Does someone know how to correctly set the GPUs in each node correctly to individual workers in those nodes? For instance, imagine I have 2 nodes, with each having 2 GPUs. If I try to use the same procedure as detailed in the CUDA.jl documentation I imagine that the devices() function will return only the devices for the master node, while workers() will return all the workers from all nodes.
I think --gpu-bind=single:1 is a better option, as you can have multiple processes on the same node if it has multiple GPUs, but 1GPU per process and you don’t need to do anything in Julia but use the GPU like normal.
myid() is global yes, but I assume (don’t know for sure) that processes are the same node are adjacent so that you can use device_id=myid() % num_gpus + 1 and use device!(devices()[device_id]) for example.

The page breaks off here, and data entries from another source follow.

//! Deciding when the next map update check is due

use std::time::{Duration, SystemTime, UNIX_EPOCH};

use mapshelf_config::ClientSettings;

use crate::UpdateError;

const MILLIS_PER_DAY: i64 = 24 * 60 * 60 * 1000;

/// Default number of days between checks
pub const THRESHOLD_DAYS: u32 = mapshelf_config::DEFAULT_CHECK_THRESHOLD_DAYS;

/// Where the time of the last update check is kept
pub trait CheckStateStore {
    /// Epoch milliseconds of the last check, `None` if there never was one
    fn last_check(&self) -> Option<i64>;

    /// Remember `epoch_millis` as the time of the last check
    fn set_last_check(&mut self, epoch_millis: i64) -> Result<(), UpdateError>;
}

/// [`CheckStateStore`] that lives only as long as the process
#[derive(Debug, Clone, Default)]
pub struct MemoryStateStore {
    last_check: Option<i64>,
}

impl MemoryStateStore {
    pub fn new(last_check: Option<i64>) -> Self {
        Self { last_check }
    }
}

impl CheckStateStore for MemoryStateStore {
    fn last_check(&self) -> Option<i64> {
        self.last_check
    }

    fn set_last_check(&mut self, epoch_millis: i64) -> Result<(), UpdateError> {
        self.last_check = Some(epoch_millis);
        Ok(())
    }
}

impl CheckStateStore for ClientSettings {
    fn last_check(&self) -> Option<i64> {
        self.last_map_update_check()
    }

    fn set_last_check(&mut self, epoch_millis: i64) -> Result<(), UpdateError> {
        self.set_last_map_update_check(epoch_millis)
            .map_err(|e| UpdateError::StateStore(e.to_string()))
    }
}

/// Current time in epoch milliseconds
pub fn now_millis() -> i64 {
    SystemTime::now()
        .duration_since(UNIX_EPOCH)
        .map(|elapsed| elapsed.as_millis() as i64)
        .unwrap_or(0)
}

/// Gates map update checks to at most one per threshold period
#[derive(Debug)]
pub struct UpdateScheduler<S: CheckStateStore> {
    store: S,
    threshold_days: u32,
}

impl<S: CheckStateStore> UpdateScheduler<S> {
    pub fn new(store: S) -> Self {
        Self::with_threshold_days(store, THRESHOLD_DAYS)
    }

    pub fn with_threshold_days(store: S, threshold_days: u32) -> Self {
        Self {
            store,
            threshold_days,
        }
    }

    pub fn threshold(&self) -> Duration {
        Duration::from_secs(u64::from(self.threshold_days) * 24 * 60 * 60)
    }

    pub fn store(&self) -> &S {
        &self.store
    }

    pub fn into_store(self) -> S {
        self.store
    }

    /// Whether a check is due at `now_millis`, without touching the store
    ///
    /// Due when the last check (epoch 0 if there never was one) lies strictly
    /// before `now - threshold`.
    pub fn evaluate_at(&self, now_millis: i64) -> bool {
        let cutoff = now_millis - i64::from(self.threshold_days) * MILLIS_PER_DAY;
        let last_check = self.store.last_check().unwrap_or(0);
        last_check < cutoff
    }

    /// Record a check at `now_millis`
    pub fn mark_checked(&mut self, now_millis: i64) -> Result<(), UpdateError> {
        self.store.set_last_check(now_millis)
    }

    /// Whether a check is due now; resets the clock either way
    ///
    /// A caller that gets `true` but then fails to check (say, the listing
    /// could not be fetched) will not be asked again for a full threshold
    /// period. Use [`evaluate_at`](Self::evaluate_at) and
    /// [`mark_checked`](Self::mark_checked) to decouple the two.
    pub fn is_check_due(&mut self) -> bool {
        let now = now_millis();
        let due = self.evaluate_at(now);

        if let Err(e) = self.mark_checked(now) {
            tracing::warn!("Failed to record map update check time: {}", e);
        }

        due
    }
}

#[cfg(test)]
mod tests {
    use super::*;

    fn days(n: i64) -> i64 {
        n * MILLIS_PER_DAY
    }

    #[test]
    fn test_never_checked_is_due() {
        let scheduler = UpdateScheduler::new(MemoryStateStore::default());
        assert!(scheduler.evaluate_at(now_millis()));
    }

    #[test]
    fn test_due_once_then_reset() {
        let mut scheduler =
            UpdateScheduler::new(MemoryStateStore::new(Some(now_millis() - days(8))));

        assert!(scheduler.is_check_due());
        assert!(!scheduler.is_check_due());
    }

    #[test]
    fn test_recent_check_is_not_due_but_still_resets() {
        let six_days_ago = now_millis() - days(6);
        let mut scheduler = UpdateScheduler::new(MemoryStateStore::new(Some(six_days_ago)));

        assert!(!scheduler.is_check_due());
        assert!(scheduler.store().last_check().unwrap() > six_days_ago);
    }

    #[test]
    fn test_cutoff_is_strict() {
        let now = days(100);
        let scheduler = UpdateScheduler::new(MemoryStateStore::new(Some(now - days(7))));
        assert!(!scheduler.evaluate_at(now));
        assert!(scheduler.evaluate_at(now + 1));
    }

    #[test]
    fn test_evaluate_does_not_write() {
        let scheduler = UpdateScheduler::new(MemoryStateStore::default());
        assert!(scheduler.evaluate_at(days(30)));
        assert_eq!(scheduler.store().last_check(), None);
    }

    #[test]
    fn test_custom_threshold() {
        let now = days(100);
        let mut scheduler =
            UpdateScheduler::with_threshold_days(MemoryStateStore::default(), 1);
        scheduler.mark_checked(now - days(2)).unwrap();

        assert!(scheduler.evaluate_at(now));
        assert_eq!(scheduler.threshold(), Duration::from_secs(86_400));
    }

    #[test]
    fn test_client_settings_store() {
        let dir = tempfile::tempdir().unwrap();
        let path = dir.path().join("settings.toml");

        let settings = ClientSettings::open(&path).unwrap();
        let mut scheduler = UpdateScheduler::new(settings);
        assert!(scheduler.is_check_due());

        // The reset survives a restart
        let reopened = UpdateScheduler::new(ClientSettings::open(&path).unwrap());
        assert!(!reopened.evaluate_at(now_millis()));
    }
}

I haven’t tested this method and wouldn’t recommend it but it could be a starting point to try something out. Using the SLURM option is much more ergonomic and I would recommend it.

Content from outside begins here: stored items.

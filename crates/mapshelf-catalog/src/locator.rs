//! Finding the descriptor of a single map

use std::fs;
use std::path::Path;

use crate::codec;
use crate::legacy::{LegacyGenerator, sibling_descriptor_path};
use crate::{
    ARCHIVE_SUFFIX, ArchiveReader, CatalogError, DESCRIPTOR_FILE_NAME, DESCRIPTOR_SUFFIX,
    DescriptorBuilder, MapDescriptor,
};

/// Resolves a path in the maps directory to its map descriptor
///
/// * a folder is expected to hold `map.yml` at its root; a folder without one
///   is a map still in development and is skipped quietly
/// * a `.yml` file is read directly
/// * a `.zip` is read from its embedded `map.yml`, else from a previously
///   generated `<zip>.yml`, else a descriptor is generated for it
pub struct MapLocator<A: ArchiveReader> {
    archives: A,
}

impl<A: ArchiveReader> MapLocator<A> {
    pub fn new(archives: A) -> Self {
        Self { archives }
    }

    pub fn archives(&self) -> &A {
        &self.archives
    }

    /// Descriptor of the map at `path`, if it has a valid one
    pub fn locate(&self, path: &Path) -> Option<MapDescriptor> {
        let file_name = path
            .file_name()
            .map(|name| name.to_string_lossy().to_lowercase())
            .unwrap_or_default();

        let parsed = if path.is_dir() {
            self.read_from_folder(path)
        } else if path.is_file() && file_name.ends_with(DESCRIPTOR_SUFFIX) {
            read_from_file(path)
        } else if path.is_file() && file_name.ends_with(ARCHIVE_SUFFIX) {
            self.read_from_archive(path)
        } else {
            return None;
        };

        match parsed {
            Ok(Some(builder)) => accept(path, builder),
            Ok(None) => None,
            Err(e @ CatalogError::GenerationWrite { .. }) => {
                tracing::error!("{}", e);
                None
            }
            Err(e) => {
                tracing::warn!("Skipping map {}: {}", path.display(), e);
                None
            }
        }
    }

    fn read_from_folder(&self, folder: &Path) -> Result<Option<DescriptorBuilder>, CatalogError> {
        let descriptor = folder.join(DESCRIPTOR_FILE_NAME);
        if !descriptor.is_file() {
            tracing::debug!(
                "No {} in {}, assuming a map in development",
                DESCRIPTOR_FILE_NAME,
                folder.display()
            );
            return Ok(None);
        }
        read_from_file(&descriptor)
    }

    fn read_from_archive(&self, archive: &Path) -> Result<Option<DescriptorBuilder>, CatalogError> {
        if self.archives.entry_exists(archive, DESCRIPTOR_FILE_NAME)? {
            let bytes = self.archives.open_entry(archive, DESCRIPTOR_FILE_NAME)?;
            return Ok(bytes.map(|bytes| codec::parse(&String::from_utf8_lossy(&bytes))));
        }

        let sibling = sibling_descriptor_path(archive);
        if sibling.is_file() {
            return read_from_file(&sibling);
        }

        LegacyGenerator::new(&self.archives).generate(archive)?;
        read_from_file(&sibling)
    }
}

fn read_from_file(path: &Path) -> Result<Option<DescriptorBuilder>, CatalogError> {
    let contents = fs::read_to_string(path)?;
    Ok(Some(codec::parse(&contents)))
}

/// Validate a parsed descriptor, reporting why it is rejected
fn accept(source: &Path, builder: DescriptorBuilder) -> Option<MapDescriptor> {
    match builder.build() {
        Ok(descriptor) => Some(descriptor),
        Err(e) => {
            tracing::warn!(
                "Invalid map descriptor ({}) detected for {}. \
                 Check the file carefully and correct any mistakes. {}",
                DESCRIPTOR_FILE_NAME,
                source.display(),
                e
            );
            None
        }
    }
}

Oh thank you for the clarification. The reason I am persuing an option that doesn’t rely on slurm is because I want to be able to write a code that uses both the GPUs and CPUs for compute. That way I would assign a gpu to each of the first workers in the node, and a few more workers that would some cpu stuff using Threads.
Note that this should work in both cases: if you use device binding, then length(CUDA.devices()) == 1, and so you will always select device 0. If you don’t, then it will assign them in a round-robin manner (and oversubscribe them fairly evenly if you have more procs than devices per node). It only relies on the ids being sequential per node.